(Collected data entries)
▼
use anyhow::Result;
use clap::{Parser, Subcommand};
use planar::Vector;
use std::path::PathBuf;
use tracing_subscriber::fmt::SubscriberBuilder;

mod report;

#[derive(Parser)]
#[command(name = "planar")]
#[command(about = "Evaluate vectors, shapes and sample polygons")]
struct Cmd {
    /// Write JSON here instead of stdout
    #[arg(long, global = true)]
    out: Option<PathBuf>,

    #[command(subcommand)]
    action: Action,
}

#[derive(Subcommand)]
enum Action {
    /// Magnitude, heading and unit vector; dot/cross with a second vector if given
    Vector {
        #[arg(long, allow_hyphen_values = true)]
        x: f64,
        #[arg(long, allow_hyphen_values = true)]
        y: f64,
        #[arg(long, allow_hyphen_values = true, requires = "other_y")]
        other_x: Option<f64>,
        #[arg(long, allow_hyphen_values = true, requires = "other_x")]
        other_y: Option<f64>,
    },
    /// Bounds and intrinsic size of a JSON shape description
    Shape {
        #[arg(long)]
        input: PathBuf,
    },
    /// Sample a reproducible random convex polygon
    Polygon {
        /// Vertex count before hull cleanup; at least 3
        #[arg(long, default_value_t = 8, value_parser = clap::value_parser!(u64).range(3..))]
        sides: u64,
        #[arg(long, default_value_t = 0)]
        seed: u64,
        #[arg(long, default_value_t = 0)]
        index: u64,
    },
}

fn main() -> Result<()> {
    SubscriberBuilder::default()
        .with_target(false)
        .with_writer(std::io::stderr)
        .init();
    let cmd = Cmd::parse();
    let out = cmd.out.as_deref();
    match cmd.action {
        Action::Vector {
            x,
            y,
            other_x,
            other_y,
        } => {
            let other = other_x.zip(other_y).map(|(ox, oy)| Vector::new(ox, oy));
            tracing::info!(x, y, other = ?other, "vector");
            report::emit(&report::vector_report(Vector::new(x, y), other), out)
        }
        Action::Shape { input } => {
            tracing::info!(input = %input.display(), "shape");
            let shape = report::load_shape(&input)?;
            report::emit(&report::shape_report(&shape), out)
        }
        Action::Polygon { sides, seed, index } => {
            tracing::info!(sides, seed, index, "polygon");
            report::emit(&report::polygon_report(sides, seed, index)?, out)
        }
    }
}
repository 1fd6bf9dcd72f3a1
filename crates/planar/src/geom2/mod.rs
//! 2D geometry: the `Vector` value type and what is built directly on it.
//!
//! Purpose
//! - `Vector` carries magnitude, heading, unit-vector normalization, dot and
//!   cross products, and the arithmetic operators.
//! - Around it: tolerances (`GeomCfg`), axis-aligned `Rect`/`Size`, affine maps
//!   (`Affine2`), polygon helpers (signed area, orientation, centroid, hull) and
//!   a reproducible random polygon sampler.
//!
//! Conventions
//! - Angles are radians, counterclockwise from the positive x-axis.
//! - Positive signed area means counterclockwise vertex order.

pub mod rand;
mod types;
mod util;
mod vector;

pub use types::{Affine2, GeomCfg, Rect, Size};
pub use util::{area_centroid, convex_hull, orientation, regular_polygon, signed_area, Orientation};
pub use vector::Vector;

#[cfg(test)]
mod tests;
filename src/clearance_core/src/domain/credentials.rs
use secrecy::Secret;

/// Email and password pair extracted from a login request body.
#[derive(Debug, Clone)]
pub struct Credentials {
    email: String,
    password: Secret<String>,
}

impl Credentials {
    pub fn new(email: impl Into<String>, password: Secret<String>) -> Self {
        Self {
            email: email.into(),
            password,
        }
    }

    pub fn email(&self) -> &str {
        &self.email
    }

    pub fn password(&self) -> &Secret<String> {
        &self.password
    }
}
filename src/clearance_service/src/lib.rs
pub mod login_service;
pub mod telemetry;

pub use login_service::LoginService;
pub use telemetry::init_tracing;
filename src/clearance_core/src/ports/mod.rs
pub mod services;
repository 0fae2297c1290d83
//! Framework-agnostic request handlers.
//!
//! These handlers contain the request validation logic without any framework dependencies.
//! Framework-specific routes (Axum, Actix, etc.) turn their requests into an `HttpRequest`,
//! call these handlers, and convert the returned `HttpResponse` back to framework responses.

pub mod login;

pub use login::{LoginRouter, LoginRouterBuilder};
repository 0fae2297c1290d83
use clearance_adapters::config::TelemetrySetting;
use color_eyre::eyre::Result;
use tracing_error::ErrorLayer;
use tracing_subscriber::{EnvFilter, fmt, layer::SubscriberExt, util::SubscriberInitExt};

/// Install the global tracing subscriber.
///
/// `RUST_LOG` wins over the configured level when it is set.
pub fn init_tracing(settings: &TelemetrySetting) -> Result<()> {
    let fmt_layer = fmt::layer().compact();

    let filter_layer = EnvFilter::try_from_default_env()
        .or_else(|_| EnvFilter::try_new(&settings.log_level))?;

    tracing_subscriber::registry()
        .with(filter_layer)
        .with(fmt_layer)
        .with(ErrorLayer::default())
        .try_init()?;

    Ok(())
}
▲
» Instructions for the task: The answer must consist of every entry, set down exactly as given.

» Reply:
use anyhow::Result;
use clap::{Parser, Subcommand};
use planar::Vector;
use std::path::PathBuf;
use tracing_subscriber::fmt::SubscriberBuilder;

mod report;

#[derive(Parser)]
#[command(name = "planar")]
#[command(about = "Evaluate vectors, shapes and sample polygons")]
struct Cmd {
    /// Write JSON here instead of stdout
    #[arg(long, global = true)]
    out: Option<PathBuf>,

    #[command(subcommand)]
    action: Action,
}

#[derive(Subcommand)]
enum Action {
    /// Magnitude, heading and unit vector; dot/cross with a second vector if given
    Vector {
        #[arg(long, allow_hyphen_values = true)]
        x: f64,
        #[arg(long, allow_hyphen_values = true)]
        y: f64,
        #[arg(long, allow_hyphen_values = true, requires = "other_y")]
        other_x: Option<f64>,
        #[arg(long, allow_hyphen_values = true, requires = "other_x")]
        other_y: Option<f64>,
    },
    /// Bounds and intrinsic size of a JSON shape description
    Shape {
        #[arg(long)]
        input: PathBuf,
    },
    /// Sample a reproducible random convex polygon
    Polygon {
        /// Vertex count before hull cleanup; at least 3
        #[arg(long, default_value_t = 8, value_parser = clap::value_parser!(u64).range(3..))]
        sides: u64,
        #[arg(long, default_value_t = 0)]
        seed: u64,
        #[arg(long, default_value_t = 0)]
        index: u64,
    },
}

fn main() -> Result<()> {
    SubscriberBuilder::default()
        .with_target(false)
        .with_writer(std::io::stderr)
        .init();
    let cmd = Cmd::parse();
    let out = cmd.out.as_deref();
    match cmd.action {
        Action::Vector {
            x,
            y,
            other_x,
            other_y,
        } => {
            let other = other_x.zip(other_y).map(|(ox, oy)| Vector::new(ox, oy));
            tracing::info!(x, y, other = ?other, "vector");
            report::emit(&report::vector_report(Vector::new(x, y), other), out)
        }
        Action::Shape { input } => {
            tracing::info!(input = %input.display(), "shape");
            let shape = report::load_shape(&input)?;
            report::emit(&report::shape_report(&shape), out)
        }
        Action::Polygon { sides, seed, index } => {
            tracing::info!(sides, seed, index, "polygon");
            report::emit(&report::polygon_report(sides, seed, index)?, out)
        }
    }
}
repository 1fd6bf9dcd72f3a1
filename crates/planar/src/geom2/mod.rs
//! 2D geometry: the `Vector` value type and what is built directly on it.
//!
//! Purpose
//! - `Vector` carries magnitude, heading, unit-vector normalization, dot and
//!   cross products, and the arithmetic operators.
//! - Around it: tolerances (`GeomCfg`), axis-aligned `Rect`/`Size`, affine maps
//!   (`Affine2`), polygon helpers (signed area, orientation, centroid, hull) and
//!   a reproducible random polygon sampler.
//!
//! Conventions
//! - Angles are radians, counterclockwise from the positive x-axis.
//! - Positive signed area means counterclockwise vertex order.

pub mod rand;
mod types;
mod util;
mod vector;

pub use types::{Affine2, GeomCfg, Rect, Size};
pub use util::{area_centroid, convex_hull, orientation, regular_polygon, signed_area, Orientation};
pub use vector::Vector;

#[cfg(test)]
mod tests;
filename src/clearance_core/src/domain/credentials.rs
use secrecy::Secret;

/// Email and password pair extracted from a login request body.
#[derive(Debug, Clone)]
pub struct Credentials {
    email: String,
    password: Secret<String>,
}

impl Credentials {
    pub fn new(email: impl Into<String>, password: Secret<String>) -> Self {
        Self {
            email: email.into(),
            password,
        }
    }

    pub fn email(&self) -> &str {
        &self.email
    }

    pub fn password(&self) -> &Secret<String> {
        &self.password
    }
}
filename src/clearance_service/src/lib.rs
pub mod login_service;
pub mod telemetry;

pub use login_service::LoginService;
pub use telemetry::init_tracing;
filename src/clearance_core/src/ports/mod.rs
pub mod services;
repository 0fae2297c1290d83
//! Framework-agnostic request handlers.
//!
//! These handlers contain the request validation logic without any framework dependencies.
//! Framework-specific routes (Axum, Actix, etc.) turn their requests into an `HttpRequest`,
//! call these handlers, and convert the returned `HttpResponse` back to framework responses.

pub mod login;

pub use login::{LoginRouter, LoginRouterBuilder};
repository 0fae2297c1290d83
use clearance_adapters::config::TelemetrySetting;
use color_eyre::eyre::Result;
use tracing_error::ErrorLayer;
use tracing_subscriber::{EnvFilter, fmt, layer::SubscriberExt, util::SubscriberInitExt};

/// Install the global tracing subscriber.
///
/// `RUST_LOG` wins over the configured level when it is set.
pub fn init_tracing(settings: &TelemetrySetting) -> Result<()> {
    let fmt_layer = fmt::layer().compact();

    let filter_layer = EnvFilter::try_from_default_env()
        .or_else(|_| EnvFilter::try_new(&settings.log_level))?;

    tracing_subscriber::registry()
        .with(filter_layer)
        .with(fmt_layer)
        .with(ErrorLayer::default())
        .try_init()?;

    Ok(())
}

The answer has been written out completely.